■ GOAL OF THE EXERCISE
Where a line of the records contains the word "trim", show that line.

■ DATA PROVIDED

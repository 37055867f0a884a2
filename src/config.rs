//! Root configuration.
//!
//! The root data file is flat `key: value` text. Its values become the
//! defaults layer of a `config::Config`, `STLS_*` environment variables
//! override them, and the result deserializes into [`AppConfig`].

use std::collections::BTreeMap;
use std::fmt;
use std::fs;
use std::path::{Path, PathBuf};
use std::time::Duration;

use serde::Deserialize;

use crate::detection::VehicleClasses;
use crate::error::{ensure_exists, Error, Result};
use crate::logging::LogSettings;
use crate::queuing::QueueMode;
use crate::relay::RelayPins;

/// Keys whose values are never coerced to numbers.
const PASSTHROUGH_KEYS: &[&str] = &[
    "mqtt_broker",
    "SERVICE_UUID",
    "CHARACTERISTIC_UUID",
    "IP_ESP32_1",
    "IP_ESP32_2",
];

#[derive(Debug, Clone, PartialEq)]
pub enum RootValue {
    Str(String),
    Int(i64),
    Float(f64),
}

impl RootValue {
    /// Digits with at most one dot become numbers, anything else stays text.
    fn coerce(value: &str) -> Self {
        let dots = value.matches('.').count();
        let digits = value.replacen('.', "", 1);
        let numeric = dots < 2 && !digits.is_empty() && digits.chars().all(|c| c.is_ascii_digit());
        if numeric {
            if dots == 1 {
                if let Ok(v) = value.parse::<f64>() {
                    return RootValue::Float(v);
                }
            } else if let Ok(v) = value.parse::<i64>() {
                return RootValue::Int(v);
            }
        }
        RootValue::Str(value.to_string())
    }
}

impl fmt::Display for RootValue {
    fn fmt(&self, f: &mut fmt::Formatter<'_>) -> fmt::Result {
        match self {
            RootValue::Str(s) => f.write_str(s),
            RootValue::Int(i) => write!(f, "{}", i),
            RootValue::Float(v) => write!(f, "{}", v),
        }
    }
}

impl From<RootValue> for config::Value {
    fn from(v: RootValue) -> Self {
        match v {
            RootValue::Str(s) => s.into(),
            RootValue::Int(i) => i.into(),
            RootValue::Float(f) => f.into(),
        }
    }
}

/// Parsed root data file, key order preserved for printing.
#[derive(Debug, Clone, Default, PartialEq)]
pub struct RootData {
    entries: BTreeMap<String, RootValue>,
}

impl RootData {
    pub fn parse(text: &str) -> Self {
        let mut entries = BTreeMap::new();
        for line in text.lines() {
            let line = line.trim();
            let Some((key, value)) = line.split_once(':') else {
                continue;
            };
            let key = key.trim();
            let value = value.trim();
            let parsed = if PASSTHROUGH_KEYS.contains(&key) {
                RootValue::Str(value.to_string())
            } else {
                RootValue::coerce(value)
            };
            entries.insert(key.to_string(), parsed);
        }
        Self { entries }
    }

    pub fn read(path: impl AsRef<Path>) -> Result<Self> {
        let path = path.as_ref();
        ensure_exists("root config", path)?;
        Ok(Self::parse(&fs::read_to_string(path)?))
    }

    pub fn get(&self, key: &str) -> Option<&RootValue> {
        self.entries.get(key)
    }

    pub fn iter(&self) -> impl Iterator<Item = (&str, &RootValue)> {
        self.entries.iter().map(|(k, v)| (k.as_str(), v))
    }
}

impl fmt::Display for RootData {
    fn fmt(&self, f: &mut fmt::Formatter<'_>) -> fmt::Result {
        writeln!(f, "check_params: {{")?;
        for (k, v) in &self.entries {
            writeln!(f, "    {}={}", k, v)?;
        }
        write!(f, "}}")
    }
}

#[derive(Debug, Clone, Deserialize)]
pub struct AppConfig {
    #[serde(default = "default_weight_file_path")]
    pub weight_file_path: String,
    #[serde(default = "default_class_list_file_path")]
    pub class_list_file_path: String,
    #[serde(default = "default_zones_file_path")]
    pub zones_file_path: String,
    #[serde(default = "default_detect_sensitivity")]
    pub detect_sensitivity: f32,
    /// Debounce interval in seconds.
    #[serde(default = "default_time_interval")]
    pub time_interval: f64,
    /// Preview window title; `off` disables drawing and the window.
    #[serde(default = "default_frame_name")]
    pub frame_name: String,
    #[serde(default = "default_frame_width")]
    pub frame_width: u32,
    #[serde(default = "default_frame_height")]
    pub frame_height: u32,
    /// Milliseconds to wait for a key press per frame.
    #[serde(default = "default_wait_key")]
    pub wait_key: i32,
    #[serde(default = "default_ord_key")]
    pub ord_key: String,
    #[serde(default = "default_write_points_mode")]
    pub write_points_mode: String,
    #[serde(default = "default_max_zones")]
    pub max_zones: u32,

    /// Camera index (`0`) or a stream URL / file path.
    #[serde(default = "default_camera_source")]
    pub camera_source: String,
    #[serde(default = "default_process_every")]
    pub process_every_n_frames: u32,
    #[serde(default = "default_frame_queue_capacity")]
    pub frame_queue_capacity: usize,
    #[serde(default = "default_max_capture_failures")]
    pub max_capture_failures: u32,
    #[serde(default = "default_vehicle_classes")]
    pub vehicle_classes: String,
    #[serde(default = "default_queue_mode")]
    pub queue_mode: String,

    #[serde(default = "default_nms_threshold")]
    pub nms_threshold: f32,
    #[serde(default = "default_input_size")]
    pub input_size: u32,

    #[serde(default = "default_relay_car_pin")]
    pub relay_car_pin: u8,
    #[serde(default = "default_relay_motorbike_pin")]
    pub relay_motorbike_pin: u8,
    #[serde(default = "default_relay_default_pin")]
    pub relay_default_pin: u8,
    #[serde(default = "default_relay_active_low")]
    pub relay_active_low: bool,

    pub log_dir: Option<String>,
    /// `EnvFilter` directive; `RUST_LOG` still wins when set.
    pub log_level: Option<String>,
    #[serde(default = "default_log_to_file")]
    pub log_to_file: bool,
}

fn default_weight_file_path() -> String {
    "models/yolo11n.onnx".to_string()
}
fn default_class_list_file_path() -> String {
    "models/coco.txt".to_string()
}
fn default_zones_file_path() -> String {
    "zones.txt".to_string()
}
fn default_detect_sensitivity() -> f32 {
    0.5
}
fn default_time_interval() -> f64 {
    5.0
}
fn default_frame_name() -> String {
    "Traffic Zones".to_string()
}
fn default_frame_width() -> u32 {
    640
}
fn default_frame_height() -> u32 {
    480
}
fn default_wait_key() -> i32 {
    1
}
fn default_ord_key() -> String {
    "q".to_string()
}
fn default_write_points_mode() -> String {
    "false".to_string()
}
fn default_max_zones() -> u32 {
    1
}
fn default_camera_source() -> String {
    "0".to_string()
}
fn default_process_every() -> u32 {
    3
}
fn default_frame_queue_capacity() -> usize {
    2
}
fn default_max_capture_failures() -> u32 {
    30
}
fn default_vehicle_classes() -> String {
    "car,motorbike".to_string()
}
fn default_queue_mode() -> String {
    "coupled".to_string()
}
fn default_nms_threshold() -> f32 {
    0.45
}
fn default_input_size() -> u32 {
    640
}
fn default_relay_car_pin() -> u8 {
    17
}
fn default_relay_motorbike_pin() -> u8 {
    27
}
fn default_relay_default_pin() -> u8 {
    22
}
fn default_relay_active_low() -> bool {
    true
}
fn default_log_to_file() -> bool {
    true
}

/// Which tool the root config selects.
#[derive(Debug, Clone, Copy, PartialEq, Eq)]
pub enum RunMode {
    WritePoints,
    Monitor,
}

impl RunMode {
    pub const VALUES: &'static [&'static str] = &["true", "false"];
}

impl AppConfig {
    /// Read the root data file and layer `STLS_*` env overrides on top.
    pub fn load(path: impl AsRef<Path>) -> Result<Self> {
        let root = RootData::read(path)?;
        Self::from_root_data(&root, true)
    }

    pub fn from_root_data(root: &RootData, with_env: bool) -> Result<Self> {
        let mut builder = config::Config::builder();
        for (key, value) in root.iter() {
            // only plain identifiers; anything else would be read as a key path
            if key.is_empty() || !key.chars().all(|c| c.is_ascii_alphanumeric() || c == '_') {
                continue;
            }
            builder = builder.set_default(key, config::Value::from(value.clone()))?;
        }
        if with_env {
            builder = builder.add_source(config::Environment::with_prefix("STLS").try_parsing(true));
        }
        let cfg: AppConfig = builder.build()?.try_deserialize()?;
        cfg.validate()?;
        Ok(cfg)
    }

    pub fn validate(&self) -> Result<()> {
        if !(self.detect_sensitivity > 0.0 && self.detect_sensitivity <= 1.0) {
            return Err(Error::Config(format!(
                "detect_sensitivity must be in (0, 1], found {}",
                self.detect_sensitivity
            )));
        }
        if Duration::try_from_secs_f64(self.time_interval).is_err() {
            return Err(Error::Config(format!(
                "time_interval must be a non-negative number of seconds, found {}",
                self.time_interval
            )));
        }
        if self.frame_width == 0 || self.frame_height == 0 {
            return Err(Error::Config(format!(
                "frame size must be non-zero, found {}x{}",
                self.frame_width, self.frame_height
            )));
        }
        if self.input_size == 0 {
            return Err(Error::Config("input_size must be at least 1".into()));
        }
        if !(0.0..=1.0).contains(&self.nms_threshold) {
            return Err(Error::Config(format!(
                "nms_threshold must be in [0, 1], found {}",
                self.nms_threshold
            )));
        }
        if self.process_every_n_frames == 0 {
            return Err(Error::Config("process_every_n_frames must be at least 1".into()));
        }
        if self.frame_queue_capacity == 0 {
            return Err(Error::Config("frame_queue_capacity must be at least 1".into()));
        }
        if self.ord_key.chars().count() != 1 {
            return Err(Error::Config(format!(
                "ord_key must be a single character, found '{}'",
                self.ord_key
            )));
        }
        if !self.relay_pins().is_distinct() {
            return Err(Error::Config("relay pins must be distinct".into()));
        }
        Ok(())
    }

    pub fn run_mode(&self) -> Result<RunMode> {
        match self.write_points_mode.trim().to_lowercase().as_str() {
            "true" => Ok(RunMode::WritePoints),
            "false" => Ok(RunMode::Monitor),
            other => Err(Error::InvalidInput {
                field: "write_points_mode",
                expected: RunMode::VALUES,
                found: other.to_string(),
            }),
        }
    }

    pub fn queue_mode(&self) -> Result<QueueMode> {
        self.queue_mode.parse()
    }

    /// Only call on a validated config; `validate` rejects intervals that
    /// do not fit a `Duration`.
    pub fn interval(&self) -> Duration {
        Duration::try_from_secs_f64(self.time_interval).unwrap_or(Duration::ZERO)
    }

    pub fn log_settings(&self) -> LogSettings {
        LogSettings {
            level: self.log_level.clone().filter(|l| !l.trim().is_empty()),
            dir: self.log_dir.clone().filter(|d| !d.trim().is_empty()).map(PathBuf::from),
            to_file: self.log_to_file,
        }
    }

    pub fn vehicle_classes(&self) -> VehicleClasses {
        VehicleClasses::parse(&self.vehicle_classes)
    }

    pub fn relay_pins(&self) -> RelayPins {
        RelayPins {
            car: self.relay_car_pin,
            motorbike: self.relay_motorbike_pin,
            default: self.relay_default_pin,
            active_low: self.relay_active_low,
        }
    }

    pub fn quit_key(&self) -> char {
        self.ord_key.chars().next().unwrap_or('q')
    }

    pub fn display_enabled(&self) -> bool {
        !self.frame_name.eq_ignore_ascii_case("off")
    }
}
...
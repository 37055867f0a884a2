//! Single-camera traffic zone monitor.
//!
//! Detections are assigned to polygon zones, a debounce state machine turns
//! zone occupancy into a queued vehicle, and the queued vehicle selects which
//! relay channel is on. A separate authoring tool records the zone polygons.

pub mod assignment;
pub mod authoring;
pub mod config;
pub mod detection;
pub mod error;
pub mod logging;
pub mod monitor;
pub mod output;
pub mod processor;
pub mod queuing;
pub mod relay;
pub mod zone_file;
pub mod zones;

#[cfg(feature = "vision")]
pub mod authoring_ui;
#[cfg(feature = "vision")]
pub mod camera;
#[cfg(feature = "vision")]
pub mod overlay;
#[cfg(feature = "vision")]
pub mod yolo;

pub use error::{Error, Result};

■ SOLUTION
            let line = line.trim();
            let key = key.trim();
            let value = value.trim();
        match self.write_points_mode.trim().to_lowercase().as_str() {
            level: self.log_level.clone().filter(|l| !l.trim().is_empty()),
            dir: self.log_dir.clone().filter(|d| !d.trim().is_empty()).map(PathBuf::from),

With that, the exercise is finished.